The Art of Feedback by Grumo

If creative freedom is heaven to the artist, feedback is the closest thing to hell on earth.
The name of the game in this business is knowing how to deal with our worst enemy, feedback.

The only way to survive a long and happy career as a creative doing commissioned work is by learning to accept, handle, respect, and even love feedback.

Not knowing how to handle feedback in an effective and professional manner will end with the wits and even careers of many proud artists.

Here are some universal aspects of feedback:

  • There is not such a thing as good or bad feedback: feedback is an opinion either by an individual or by consensus of a group
  • There is however bad and good ways of giving feedback
  • Feedback is the number one tool to reach perfection in work
  • Feedback should never be taken personally

There are two sides of the coin with feedback. Giving it and receiving it.
Here is some advice on both.

Giving Feedback:

Be specific: Address one issue per feedback item. ie: in an animation provide times as in 01:45min to address moments in an animation.
Be concise: don’t waste words sugar coating your real feelings.
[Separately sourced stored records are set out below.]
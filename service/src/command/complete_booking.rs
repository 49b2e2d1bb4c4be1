//! [`Command`] for completing a [`Booking`].

use std::collections::BTreeMap;

use common::operations::{By, Dispatch, Release, Select, Update};
use derive_more::{Display, Error, From};
use tracerr::Traced;

use crate::{
    domain::{booking, payment::IntentId, user, Booking},
    infra::{database, notification, payment, Database, Dispatcher, Gateway},
    Service,
};

use super::Command;

/// [`Command`] for marking a [`Booking`] rental as finished.
///
/// Releases the deposit hold (unless captured) and invites both parties to
/// review each other.
#[derive(Clone, Copy, Debug)]
pub struct CompleteBooking {
    /// ID of the [`Booking`] to be completed.
    pub booking_id: booking::Id,

    /// ID of the user completing the [`Booking`].
    pub initiator_id: user::Id,
}

impl<Db, Pg, Nt> Command<CompleteBooking> for Service<Db, Pg, Nt>
where
    Db: Database<
            Select<By<Option<Booking>, booking::Id>>,
            Ok = Option<Booking>,
            Err = Traced<database::Error>,
        > + Database<
            Update<booking::Transition>,
            Ok = bool,
            Err = Traced<database::Error>,
        > + Database<
            Update<booking::Settle>,
            Ok = bool,
            Err = Traced<database::Error>,
        > + Database<
            Update<booking::Unsettle>,
            Ok = bool,
            Err = Traced<database::Error>,
        >,
    Pg: Gateway<Release<IntentId>, Ok = (), Err = Traced<payment::Error>>,
    Nt: Dispatcher<
        Dispatch<notification::Notification>,
        Ok = (),
        Err = Traced<notification::Error>,
    >,
{
    type Ok = Booking;
    type Err = Traced<ExecutionError>;

    async fn execute(
        &self,
        cmd: CompleteBooking,
    ) -> Result<Self::Ok, Self::Err> {
        use ExecutionError as E;

        let CompleteBooking {
            booking_id,
            initiator_id,
        } = cmd;

        let mut booking = self
            .database()
            .execute(Select(By::<Option<Booking>, _>::new(booking_id)))
            .await
            .map_err(tracerr::map_from_and_wrap!(=> E))?
            .ok_or(E::BookingNotExists(booking_id))
            .map_err(tracerr::wrap!())?;
        let (_, from) = booking
            .apply(booking::Event::Complete, initiator_id)
            .map_err(tracerr::from_and_wrap!(=> E))?;

        let swapped = self
            .database()
            .execute(Update(booking::Transition {
                booking: booking.clone(),
                from,
            }))
            .await
            .map_err(tracerr::map_from_and_wrap!(=> E))?;
        if !swapped {
            return Err(tracerr::new!(E::StatusChanged(booking_id)));
        }

        self.release_deposit(&mut booking).await;

        self.notify(
            booking.owner_id,
            notification::Template::Payout,
            BTreeMap::from([
                ("booking_id", booking.id.to_string()),
                ("owner_earnings", booking.pricing.owner_earnings.to_string()),
            ]),
        )
        .await;
        for user_id in [booking.renter_id, booking.owner_id] {
            self.notify(
                user_id,
                notification::Template::ReviewReminder,
                BTreeMap::from([("booking_id", booking.id.to_string())]),
            )
            .await;
        }

        Ok(booking)
    }
}

/// Error of [`CompleteBooking`] [`Command`] execution.
#[derive(Debug, Display, Error, From)]
pub enum ExecutionError {
    /// [`Booking`] with the provided ID does not exist.
    #[display("`Booking(id: {_0})` does not exist")]
    #[from(ignore)]
    BookingNotExists(#[error(not(source))] booking::Id),

    /// [`Database`] error.
    #[display("`Database` operation failed: {_0}")]
    Db(database::Error),

    /// [`Booking`] status was changed concurrently.
    #[display("`Booking(id: {_0})` was changed concurrently")]
    #[from(ignore)]
    StatusChanged(#[error(not(source))] booking::Id),

    /// Transition is not allowed.
    #[display("{_0}")]
    Transition(booking::TransitionError),
}
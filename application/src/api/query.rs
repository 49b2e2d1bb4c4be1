//! GraphQL [`Query`]s definitions.

use common::Money;
use juniper::graphql_object;
use service::{domain, query, read, Query as _};

use crate::{api, define_error, AsError, Context, Error};

/// Root of all GraphQL queries.
#[derive(Clone, Copy, Debug)]
pub struct Query;

impl Query {
    /// Name of the [`tracing::Span`] for the queries.
    pub(crate) const SPAN_NAME: &'static str = "GraphQL query";
}

#[graphql_object(context = Context)]
impl Query {
    /// Returns the `Booking` with the specified ID.
    ///
    /// # Errors
    ///
    /// Possible error codes:
    /// - `AUTHORIZATION_REQUIRED` - the request is not authenticated;
    /// - `BOOKING_NOT_EXISTS` - the `Booking` with the specified ID does not
    ///                          exist;
    /// - `NOT_PARTICIPANT` - the current `User` is neither the renter nor the
    ///                       owner of the `Booking`.
    #[tracing::instrument(
        skip_all,
        fields(
            id = %id,
            gql.name = "booking",
            otel.name = Self::SPAN_NAME,
        ),
    )]
    pub async fn booking(
        id: api::booking::Id,
        ctx: &Context,
    ) -> Result<api::Booking, Error> {
        participant_booking(id, ctx).await.map(Into::into)
    }

    /// Returns the `Booking`s of the current `User`, newest first.
    ///
    /// Only the `Booking`s where the current `User` takes the specified
    /// `role` are returned, if any is specified.
    #[tracing::instrument(
        skip_all,
        fields(
            gql.name = "myBookings",
            otel.name = Self::SPAN_NAME,
            role = ?role,
        ),
    )]
    pub async fn my_bookings(
        role: Option<api::booking::Party>,
        ctx: &Context,
    ) -> Result<Vec<api::Booking>, Error> {
        let my_id = ctx.current_user().await?;
        ctx.service()
            .execute(query::booking::OfParticipant::by(
                read::booking::Participant {
                    user_id: my_id,
                    party: role.map(Into::into),
                },
            ))
            .await
            .map_err(AsError::into_error)
            .map_err(ctx.error())
            .map(|bookings| bookings.into_iter().map(Into::into).collect())
    }

    /// Returns the `Listing` with the specified ID.
    ///
    /// # Errors
    ///
    /// Possible error codes:
    /// - `LISTING_NOT_EXISTS` - the `Listing` with the specified ID does not
    ///                          exist.
    #[tracing::instrument(
        skip_all,
        fields(
            id = %id,
            gql.name = "listing",
            otel.name = Self::SPAN_NAME,
        ),
    )]
    pub async fn listing(
        id: api::listing::Id,
        ctx: &Context,
    ) -> Result<api::Listing, Error> {
        ctx.service()
            .execute(query::listing::ById::by(id.into()))
            .await
            .map_err(AsError::into_error)
            .map_err(ctx.error())?
            .ok_or_else(|| ListingError::NotExists.into())
            .map_err(ctx.error())
            .map(Into::into)
    }

    /// Returns the published `Review`s of the `Listing` with the specified
    /// ID, newest first.
    #[tracing::instrument(
        skip_all,
        fields(
            gql.name = "listingReviews",
            listing_id = %listing_id,
            otel.name = Self::SPAN_NAME,
        ),
    )]
    pub async fn listing_reviews(
        listing_id: api::listing::Id,
        ctx: &Context,
    ) -> Result<Vec<api::Review>, Error> {
        let viewer = ctx.viewer().await?;
        let reviews = ctx
            .service()
            .execute(query::review::OfListing::by(listing_id.into()))
            .await
            .map_err(AsError::into_error)
            .map_err(ctx.error())?;
        Ok(visible(reviews, viewer))
    }

    /// Returns the `Review`s of the `Booking` with the specified ID.
    ///
    /// Unpublished `Review`s are returned to their authors only.
    ///
    /// # Errors
    ///
    /// Possible error codes:
    /// - `AUTHORIZATION_REQUIRED` - the request is not authenticated;
    /// - `BOOKING_NOT_EXISTS` - the `Booking` with the specified ID does not
    ///                          exist;
    /// - `NOT_PARTICIPANT` - the current `User` is neither the renter nor the
    ///                       owner of the `Booking`.
    #[tracing::instrument(
        skip_all,
        fields(
            booking_id = %booking_id,
            gql.name = "bookingReviews",
            otel.name = Self::SPAN_NAME,
        ),
    )]
    pub async fn booking_reviews(
        booking_id: api::booking::Id,
        ctx: &Context,
    ) -> Result<Vec<api::Review>, Error> {
        let booking = participant_booking(booking_id, ctx).await?;
        let my_id = ctx.current_user().await?;
        let reviews = ctx
            .service()
            .execute(query::review::OfBooking::by(booking.id))
            .await
            .map_err(AsError::into_error)
            .map_err(ctx.error())?;
        Ok(visible(reviews, Some(my_id)))
    }

    /// Returns the `Rating` of the `User` with the specified ID.
    ///
    /// A `User` without published `RENTER` `Review`s has an empty `Rating`.
    #[tracing::instrument(
        skip_all,
        fields(
            gql.name = "userRating",
            id = %id,
            otel.name = Self::SPAN_NAME,
        ),
    )]
    pub async fn user_rating(
        id: api::user::Id,
        ctx: &Context,
    ) -> Result<api::Rating, Error> {
        ctx.service()
            .execute(query::user::RatingById::by(id.into()))
            .await
            .map_err(AsError::into_error)
            .map_err(ctx.error())
            .map(Into::into)
    }

    /// Quotes the marketplace fees of the specified rental `amount`.
    ///
    /// # Errors
    ///
    /// Possible error codes:
    /// - `BAD_REQUEST` - the `amount` is negative.
    #[tracing::instrument(
        skip_all,
        fields(
            amount = %amount,
            gql.name = "feeQuote",
            otel.name = Self::SPAN_NAME,
        ),
    )]
    pub async fn fee_quote(
        amount: Money,
        ctx: &Context,
    ) -> Result<api::fee::Fees, Error> {
        if amount.amount.is_sign_negative() {
            return Err(Error::bad_request(&"Amount must not be negative"))
                .map_err(ctx.error());
        }
        ctx.service()
            .execute(query::fee::Quote { amount })
            .await
            .map(Into::into)
            .or_else(|e| match e {})
    }
}

/// Loads the `Booking` with the provided ID, ensuring the current `User`
/// participates in it.
///
/// # Errors
///
/// Possible error codes are the ones of the `booking` query.
pub(crate) async fn participant_booking(
    id: api::booking::Id,
    ctx: &Context,
) -> Result<domain::Booking, Error> {
    let my_id = ctx.current_user().await?;
    let booking = ctx
        .service()
        .execute(query::booking::ById::by(id.into()))
        .await
        .map_err(AsError::into_error)
        .map_err(ctx.error())?
        .ok_or_else(|| BookingError::NotExists.into())
        .map_err(ctx.error())?;
    if booking.party_of(my_id).is_none() {
        return Err(api::PrivilegeError::Participant.into())
            .map_err(ctx.error());
    }
    Ok(booking)
}

/// Filters the provided [`domain::Review`]s down to the ones visible to the
/// `viewer`.
fn visible(
    reviews: Vec<domain::Review>,
    viewer: Option<domain::user::Id>,
) -> Vec<api::Review> {
    reviews
        .into_iter()
        .filter(|r| r.is_visible_to(viewer))
        .map(Into::into)
        .collect()
}

define_error! {
    enum BookingError {
        #[code = "BOOKING_NOT_EXISTS"]
        #[status = NOT_FOUND]
        #[message = "`Booking` with the specified ID does not exist"]
        NotExists,
    }
}

define_error! {
    enum ListingError {
        #[code = "LISTING_NOT_EXISTS"]
        #[status = NOT_FOUND]
        #[message = "`Listing` with the specified ID does not exist"]
        NotExists,
    }
}

define_error! {
    enum ReviewError {
        #[code = "REVIEW_NOT_EXISTS"]
        #[status = NOT_FOUND]
        #[message = "`Review` with the specified ID does not exist"]
        NotExists,
    }
}
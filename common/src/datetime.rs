//! Date and time utilities.

#[cfg(feature = "postgres")]
use std::error::Error as StdError;
use std::{cmp::Ordering, hash, marker::PhantomData, ops, time::Duration};

use derive_more::{Debug, Display, Error, From};
#[cfg(feature = "postgres")]
use postgres_types::{
    accepts, private::BytesMut, to_sql_checked, FromSql, IsNull, ToSql, Type,
};
use time::{format_description::well_known::Rfc3339, UtcOffset};

/// Moment in time without any particular meaning attached.
pub type DateTime = DateTimeOf;

/// Moment in time (in UTC, with a microsecond precision) tagged with the
/// event it marks.
///
/// The `Of` tag prevents mixing up moments of different events, e.g. passing
/// a confirmation moment of a booking where its creation one is expected.
/// [`DateTimeOf::coerce()`] re-tags a moment explicitly.
#[derive(Debug)]
pub struct DateTimeOf<Of: ?Sized = ()> {
    /// Underlying UTC moment, truncated to microseconds.
    inner: time::OffsetDateTime,

    /// Tag of the marked event.
    #[debug(skip)]
    _of: PhantomData<Of>,
}

impl<Of: ?Sized> DateTimeOf<Of> {
    /// Wraps the provided moment, converting it to UTC and truncating it to
    /// the microseconds Postgres is able to store.
    fn truncated(
        moment: time::OffsetDateTime,
    ) -> Result<Self, time::error::ComponentRange> {
        let utc = moment.to_offset(UtcOffset::UTC);
        utc.replace_microsecond(utc.microsecond()).map(|inner| Self {
            inner,
            _of: PhantomData,
        })
    }

    /// Returns the current moment.
    #[expect(clippy::missing_panics_doc, reason = "infallible")]
    #[must_use]
    pub fn now() -> Self {
        Self::truncated(time::OffsetDateTime::now_utc())
            .expect("microseconds of a valid moment are always in range")
    }

    /// Returns the moment `timestamp` seconds after the Unix epoch.
    ///
    /// [`None`] is returned if the `timestamp` is out of the supported range.
    #[must_use]
    pub fn from_unix_timestamp(timestamp: i64) -> Option<Self> {
        time::OffsetDateTime::from_unix_timestamp(timestamp)
            .ok()
            .map(|inner| Self {
                inner,
                _of: PhantomData,
            })
    }

    /// Returns the number of whole seconds elapsed since the Unix epoch.
    #[must_use]
    pub fn unix_timestamp(&self) -> i64 {
        self.inner.unix_timestamp()
    }

    /// Parses an [RFC 3339] moment, like `2024-06-10T08:30:00Z`.
    ///
    /// # Errors
    ///
    /// If the `input` is not a valid [RFC 3339] moment.
    ///
    /// [RFC 3339]: https://tools.ietf.org/html/rfc3339
    pub fn from_rfc3339(input: &str) -> Result<Self, ParseError> {
        let moment = time::OffsetDateTime::parse(input, &Rfc3339)?;
        Ok(Self::truncated(moment)?)
    }

    /// Formats this moment as an [RFC 3339] string in UTC.
    ///
    /// [RFC 3339]: https://tools.ietf.org/html/rfc3339
    #[expect(clippy::missing_panics_doc, reason = "infallible")]
    #[must_use]
    pub fn to_rfc3339(&self) -> String {
        self.inner
            .format(&Rfc3339)
            .expect("UTC moments within `time` range are RFC 3339 compatible")
    }

    /// Re-tags this moment as marking another event.
    #[must_use]
    pub fn coerce<NewOf: ?Sized>(self) -> DateTimeOf<NewOf> {
        DateTimeOf {
            inner: self.inner,
            _of: PhantomData,
        }
    }
}

/// Error of parsing a [`DateTime`].
#[derive(Clone, Copy, Debug, Display, Error, From)]
pub enum ParseError {
    /// Input is not an [RFC 3339] moment.
    ///
    /// [RFC 3339]: https://tools.ietf.org/html/rfc3339
    #[display("malformed RFC 3339 moment: {_0}")]
    Malformed(time::error::Parse),

    /// Moment is out of the supported range.
    #[display("moment out of range: {_0}")]
    OutOfRange(time::error::ComponentRange),
}

impl<Of: ?Sized> Copy for DateTimeOf<Of> {}
impl<Of: ?Sized> Clone for DateTimeOf<Of> {
    fn clone(&self) -> Self {
        *self
    }
}

impl<Of: ?Sized> Eq for DateTimeOf<Of> {}
impl<Of: ?Sized> PartialEq for DateTimeOf<Of> {
    fn eq(&self, other: &Self) -> bool {
        self.inner == other.inner
    }
}

impl<Of: ?Sized> hash::Hash for DateTimeOf<Of> {
    fn hash<H: hash::Hasher>(&self, state: &mut H) {
        self.inner.hash(state);
    }
}

impl<Of: ?Sized> Ord for DateTimeOf<Of> {
    fn cmp(&self, other: &Self) -> Ordering {
        self.inner.cmp(&other.inner)
    }
}
impl<Of: ?Sized> PartialOrd for DateTimeOf<Of> {
    fn partial_cmp(&self, other: &Self) -> Option<Ordering> {
        Some(self.cmp(other))
    }
}

impl<Of: ?Sized> TryFrom<time::OffsetDateTime> for DateTimeOf<Of> {
    type Error = time::error::ComponentRange;

    fn try_from(moment: time::OffsetDateTime) -> Result<Self, Self::Error> {
        Self::truncated(moment)
    }
}

impl<Of: ?Sized> From<DateTimeOf<Of>> for time::OffsetDateTime {
    fn from(moment: DateTimeOf<Of>) -> Self {
        moment.inner
    }
}

impl<Of: ?Sized> ops::Add<Duration> for DateTimeOf<Of> {
    type Output = Self;

    fn add(self, rhs: Duration) -> Self::Output {
        Self {
            inner: self.inner + rhs,
            _of: PhantomData,
        }
    }
}

impl<Of: ?Sized> ops::Sub<Duration> for DateTimeOf<Of> {
    type Output = Self;

    fn sub(self, rhs: Duration) -> Self::Output {
        Self {
            inner: self.inner - rhs,
            _of: PhantomData,
        }
    }
}

#[cfg(feature = "postgres")]
impl<Of: ?Sized> FromSql<'_> for DateTimeOf<Of> {
    accepts!(TIMESTAMPTZ);

    fn from_sql(
        ty: &Type,
        raw: &[u8],
    ) -> Result<Self, Box<dyn StdError + Sync + Send>> {
        Ok(Self::truncated(time::OffsetDateTime::from_sql(ty, raw)?)?)
    }
}

#[cfg(feature = "postgres")]
impl<Of: ?Sized> ToSql for DateTimeOf<Of> {
    accepts!(TIMESTAMPTZ);
    to_sql_checked!();

    fn to_sql(
        &self,
        ty: &Type,
        w: &mut BytesMut,
    ) -> Result<IsNull, Box<dyn StdError + Sync + Send>> {
        self.inner.to_sql(ty, w)
    }
}

#[cfg(feature = "serde")]
pub mod serde {
    //! [`serde`] representations of [`DateTimeOf`].

    pub mod unix_timestamp {
        //! [`DateTimeOf`] represented as whole seconds since the Unix epoch,
        //! like the `exp` claim of a [JWT].
        //!
        //! [`DateTimeOf`]: super::super::DateTimeOf
        //! [JWT]: https://datatracker.ietf.org/doc/html/rfc7519

        use serde::{de::Error as _, Deserialize as _, Deserializer, Serializer};

        use crate::DateTimeOf;

        /// Serializes the provided moment as a Unix timestamp.
        ///
        /// # Errors
        ///
        /// If the `serializer` fails.
        pub fn serialize<Of, S>(
            moment: &DateTimeOf<Of>,
            serializer: S,
        ) -> Result<S::Ok, S::Error>
        where
            Of: ?Sized,
            S: Serializer,
        {
            serializer.serialize_i64(moment.unix_timestamp())
        }

        /// Deserializes a moment from a Unix timestamp.
        ///
        /// # Errors
        ///
        /// If the timestamp is not an integer or is out of range.
        pub fn deserialize<'de, Of, D>(
            deserializer: D,
        ) -> Result<DateTimeOf<Of>, D::Error>
        where
            Of: ?Sized,
            D: Deserializer<'de>,
        {
            let timestamp = i64::deserialize(deserializer)?;
            DateTimeOf::from_unix_timestamp(timestamp).ok_or_else(|| {
                D::Error::custom(format!("timestamp out of range: {timestamp}"))
            })
        }
    }
}

#[cfg(feature = "juniper")]
mod juniper {
    //! [`juniper`] scalar of a [`DateTime`].
    //!
    //! [`DateTime`]: crate::DateTime

    use juniper::{graphql_scalar, InputValue, ScalarValue, Value};

    /// Moment in time in [RFC 3339] format, with a microsecond precision.
    ///
    /// [RFC 3339]: https://tools.ietf.org/html/rfc3339
    #[graphql_scalar(with = Self, parse_token(String))]
    type DateTime = crate::DateTime;

    impl DateTime {
        fn to_output<S: ScalarValue>(moment: &DateTime) -> Value<S> {
            Value::scalar(moment.to_rfc3339())
        }

        fn from_input<S: ScalarValue>(
            input: &InputValue<S>,
        ) -> Result<Self, String> {
            let s = input.as_string_value().ok_or_else(|| {
                format!("Expected `DateTime` string, found: {input}")
            })?;
            Self::from_rfc3339(s)
                .map_err(|e| format!("Invalid `DateTime` \"{s}\": {e}"))
        }
    }
}

#[cfg(test)]
mod spec {
    use std::time::Duration;

    use super::DateTime;

    #[test]
    fn normalizes_to_utc() {
        let moment = DateTime::from_rfc3339("2024-06-10T10:30:00+02:00").unwrap();

        assert_eq!(moment.to_rfc3339(), "2024-06-10T08:30:00Z");
        assert_eq!(
            moment,
            DateTime::from_unix_timestamp(moment.unix_timestamp()).unwrap(),
        );
    }

    #[test]
    fn truncates_to_microseconds() {
        let moment =
            DateTime::from_rfc3339("2024-06-10T08:30:00.123456789Z").unwrap();

        assert_eq!(moment.to_rfc3339(), "2024-06-10T08:30:00.123456Z");
    }

    #[test]
    fn shifts_by_durations() {
        let moment = DateTime::from_rfc3339("2024-06-10T08:30:00Z").unwrap();
        let later = moment + Duration::from_secs(48 * 60 * 60);

        assert_eq!(later.to_rfc3339(), "2024-06-12T08:30:00Z");
        assert_eq!(later - Duration::from_secs(48 * 60 * 60), moment);
        assert!(later > moment);
    }

    #[test]
    fn rejects_malformed_input() {
        assert!(DateTime::from_rfc3339("2024-06-10").is_err());
        assert!(DateTime::from_rfc3339("10.06.2024 08:30").is_err());
    }
}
Get to the point.
Provide alternative solutions: help the artist move forward by providing and supporting solutions with reasons.
Be positive: be encouraging and optimistic to help motivate the artist.
Follow Up: when there is a lot of feedback is best to email it first and then set up a time to discuss the feedback over the phone or Skype. In many occasions this approach will speed up communications, avoid misunderstandings, and most importantly show that you care about the artist’s feelings.
Be professional: Respect your fellow human being. Use proper language and always spell check your emails.

Receiving Feedback:

Never take it personally: learn to detach from your art and be objective about criticism.
Disagree with reasoning: use convincing arguments providing counter-feedback. Avoid moving forward on feedback you feel will deteriorate the final product.
Establish Authority: if stuck find out who has more authority on creative decisions. Hint: the artist should typically be able to prove more authority since he/she got hired because of it.
Be professional: Respect your fellow human being. Use proper language and always spell check your emails.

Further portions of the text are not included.